I've been working on backup and disaster recovery software for 10 years. There's a common phrase in our realm that I feel obligated to share, given the nature of this article.

> "Friends don't let friends build their own Backup and Disaster Recovery (BCDR) solution"

Building BCDR is notoriously difficult and has many gotchas. The author hinted at some of them, but maybe let me try to drive some of them home.

- Backup is not disaster recovery: In case of a disaster, you want to be up and running near-instantly. If you cannot get back up and running in a few minutes/hours, your customers will lose your trust and your business will hurt. Being able to restore a system (file server, database, domain controller) with minimal data loss (<1 hr) is vital for the survival of many businesses. See Recovery Time Objective (RTO) and Recovery Point Objective (RPO).
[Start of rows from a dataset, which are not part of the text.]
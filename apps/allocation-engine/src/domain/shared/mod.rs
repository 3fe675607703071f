//! Shared Domain Types
//!
//! Value objects shared across the strategy, risk, portfolio and order
//! lifecycle contexts.

pub mod value_objects;

pub use value_objects::{
    Bar, Direction, Instrument, OrderId, Symbol, Tick, VariantId, round_currency, round_price,
    round_size,
};
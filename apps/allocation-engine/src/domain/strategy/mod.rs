//! Strategy Bounded Context
//!
//! Strategy variants, their cost-free shadow simulation and the win-rate
//! ranking used to pick which variant gets real capital next.

mod ranking;
mod rolling_window;
mod shadow;
mod variant;

pub use ranking::{RankedCandidate, StrategyRanker, win_rate};
pub use rolling_window::RollingWindow;
pub use shadow::{VirtualClose, VirtualPosition, VirtualTradeState};
pub use variant::{BiasRule, StrategyVariant, TradeOutcome, next_direction};
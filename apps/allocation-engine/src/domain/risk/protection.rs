//! Protective take-profit and stop-loss distances.

use rust_decimal::Decimal;
use serde::{Deserialize, Serialize};

use super::error::SizingError;
use crate::domain::shared::{Direction, Instrument, round_price};

/// Multipliers applied to the externally supplied volatility measure.
#[derive(Debug, Clone, Copy, PartialEq, Eq, Serialize, Deserialize)]
pub struct ProtectionPolicy {
    /// Take-profit distance in volatility units.
    pub take_profit_multiplier: Decimal,
    /// Stop-loss distance in volatility units.
    pub stop_loss_multiplier: Decimal,
}

impl ProtectionPolicy {
    /// Derive price offsets from a volatility reading.
    ///
    /// `None` or a non-positive reading means the indicator has not warmed up.
    ///
    /// # Errors
    ///
    /// Returns [`SizingError::InsufficientData`] when no usable volatility exists.
    pub fn offsets(
        &self,
        instrument: &Instrument,
        volatility: Option<Decimal>,
    ) -> Result<ProtectiveOffsets, SizingError> {
        let volatility = volatility
            .filter(|v| *v > Decimal::ZERO)
            .ok_or_else(|| SizingError::InsufficientData {
                symbol: instrument.symbol.to_string(),
            })?;

        Ok(ProtectiveOffsets {
            take_profit: round_price(volatility * self.take_profit_multiplier, instrument.pip_scale),
            stop_loss: round_price(volatility * self.stop_loss_multiplier, instrument.pip_scale),
            pip_scale: instrument.pip_scale,
        })
    }
}

/// Price distances from entry, already rounded to the instrument's decimals.
#[derive(Debug, Clone, Copy, PartialEq, Eq, Serialize, Deserialize)]
pub struct ProtectiveOffsets {
    /// Distance to the take-profit level.
    pub take_profit: Decimal,
    /// Distance to the stop-loss level.
    pub stop_loss: Decimal,
    /// Decimals of the instrument the offsets were computed for.
    pub pip_scale: u32,
}

impl ProtectiveOffsets {
    /// Anchor the offsets on an entry price.
    #[must_use]
    pub fn prices(&self, entry: Decimal, direction: Direction) -> ProtectivePrices {
        let sign = direction.sign();
        ProtectivePrices {
            take_profit: round_price(entry + sign * self.take_profit, self.pip_scale),
            stop_loss: round_price(entry - sign * self.stop_loss, self.pip_scale),
        }
    }
}

/// Absolute protective price levels attached to an order.
#[derive(Debug, Clone, Copy, PartialEq, Eq, Serialize, Deserialize)]
pub struct ProtectivePrices {
    /// Take-profit level.
    pub take_profit: Decimal,
    /// Stop-loss level.
    pub stop_loss: Decimal,
}
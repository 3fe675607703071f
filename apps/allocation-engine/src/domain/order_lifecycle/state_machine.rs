//! Order State Machine Service
//!
//! `Pending -> Filled -> Closed`, or `Pending | Filled -> Cancelled`.
//! `Closed` and `Cancelled` are terminal.

use super::errors::OrderLifecycleError;
use super::status::OrderStatus;

/// Order State Machine for validating transitions.
pub struct OrderStateMachine;

impl OrderStateMachine {
    /// Check if a state transition is valid.
    #[must_use]
    pub const fn is_valid_transition(from: OrderStatus, to: OrderStatus) -> bool {
        matches!(
            (from, to),
            (OrderStatus::Pending, OrderStatus::Filled)
                | (OrderStatus::Pending, OrderStatus::Cancelled)
                | (OrderStatus::Filled, OrderStatus::Closed)
                | (OrderStatus::Filled, OrderStatus::Cancelled)
        )
    }

    /// Validate a state transition.
    ///
    /// # Errors
    ///
    /// Returns error if the transition is invalid.
    pub fn validate_transition(
        from: OrderStatus,
        to: OrderStatus,
    ) -> Result<(), OrderLifecycleError> {
        if Self::is_valid_transition(from, to) {
            Ok(())
        } else {
            Err(OrderLifecycleError::InvalidStateTransition {
                from,
                to,
                reason: Self::transition_error_reason(from, to),
            })
        }
    }

    /// Get a human-readable reason for an invalid transition.
    #[must_use]
    pub fn transition_error_reason(from: OrderStatus, to: OrderStatus) -> String {
        match from {
            OrderStatus::Closed => format!("Order is already closed, cannot transition to {to}"),
            OrderStatus::Cancelled => format!("Order is cancelled, cannot transition to {to}"),
            OrderStatus::Pending if to == OrderStatus::Closed => {
                "Order was never filled, nothing to close".to_string()
            }
            _ => format!("Invalid transition from {from} to {to}"),
        }
    }

    /// Get all valid next states from a given state.
    #[must_use]
    pub fn valid_next_states(from: OrderStatus) -> Vec<OrderStatus> {
        match from {
            OrderStatus::Pending => vec![OrderStatus::Filled, OrderStatus::Cancelled],
            OrderStatus::Filled => vec![OrderStatus::Closed, OrderStatus::Cancelled],
            OrderStatus::Closed | OrderStatus::Cancelled => vec![],
        }
    }
}

#[cfg(test)]
mod tests {
    use super::*;

    #[test]
    fn happy_path_transitions() {
        assert!(OrderStateMachine::is_valid_transition(
            OrderStatus::Pending,
            OrderStatus::Filled
        ));
        assert!(OrderStateMachine::is_valid_transition(
            OrderStatus::Filled,
            OrderStatus::Closed
        ));
    }

    #[test]
    fn cancel_from_pending_or_filled() {
        assert!(OrderStateMachine::is_valid_transition(
            OrderStatus::Pending,
            OrderStatus::Cancelled
        ));
        assert!(OrderStateMachine::is_valid_transition(
            OrderStatus::Filled,
            OrderStatus::Cancelled
        ));
    }

    #[test]
    fn pending_cannot_close() {
        let err = OrderStateMachine::validate_transition(OrderStatus::Pending, OrderStatus::Closed)
            .unwrap_err();
        assert!(err.to_string().contains("never filled"));
    }

    #[test]
    fn no_transitions_from_terminal_states() {
        for terminal in [OrderStatus::Closed, OrderStatus::Cancelled] {
            assert!(OrderStateMachine::valid_next_states(terminal).is_empty());
            for to in [
                OrderStatus::Pending,
                OrderStatus::Filled,
                OrderStatus::Closed,
                OrderStatus::Cancelled,
            ] {
                assert!(!OrderStateMachine::is_valid_transition(terminal, to));
            }
        }
    }

    #[test]
    fn transition_error_reason_terminal_states() {
        let reason =
            OrderStateMachine::transition_error_reason(OrderStatus::Closed, OrderStatus::Filled);
        assert!(reason.contains("already closed"));
    }
}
- Point-in-time backups (crash consistent vs application consistent): A proper backup system should support point-in-time backups. An "rsync copy" of a file system is not a point-in-time backup (unless the system is offline), because the system changes constantly. A point-in-time backup is a backup in which each block/file/.. maps to the same exact timestamp. We typically differentiate between "crash consistent backups" which are similar to pulling the plug on a running computer, and "application consistent backups", which involves asking all important applications to persist their state to disk and freeze operations while the backup is happening. Application consistent backups (which is provided by Microsoft's VSS, as mentioned by the author) significantly reduce the chances of corruption. You should never trust an "rsync copy" or even crash consistent backups.

- Murphy's law is really true for storage media: My parents put their backups on external hard drives, and all of r/DataHoarder seems to buy only 12T HDDs and put them in a RAID0. In my experience, hard drives of all kinds fail all the time (though NVMe SSD > other SSD > HDD), so having backups in multiple places (3-2-1 backup!) is important.

(I have more stuff I wanted to write down, but it's late and the kids will be up early.)



Ha. That quote made me chuckle; it reminded me of a performance by the band Alice in Chains, where a similar quote appeared.

Re: BCDR solutions, they also sell trust among B2B companies. Collectively, these solutions protect billions, if not trillions of dollars worth of data, and no CTO in their right mind would ever allow an open-source approach to backup and recovery. This is primarily also due to the fact that backups need to be highly available. Scrolling through a snapshot list is one of the most tedious tasks I've had to do as a sysadmin. Although most of these solutions are bloated and violate userspace like nobody's business, it is ultimately the company's reputation that allows them to sell products. Although I respect Proxmox's attempt at cornering the Broadcom fallout, I could go at length about why it may not be able to permeate the B2B market, but it boils down to a simple formula (not educational, but rather from years of field experience):

> A company's IT spend grows linearly with valuation up to a threshold, then increases exponentially between a certain range, grows polynomially as the company invests in vendor-neutral and anti-lock-in strategies, though this growth may taper as thoughtful, cost-optimized spending measures are introduced.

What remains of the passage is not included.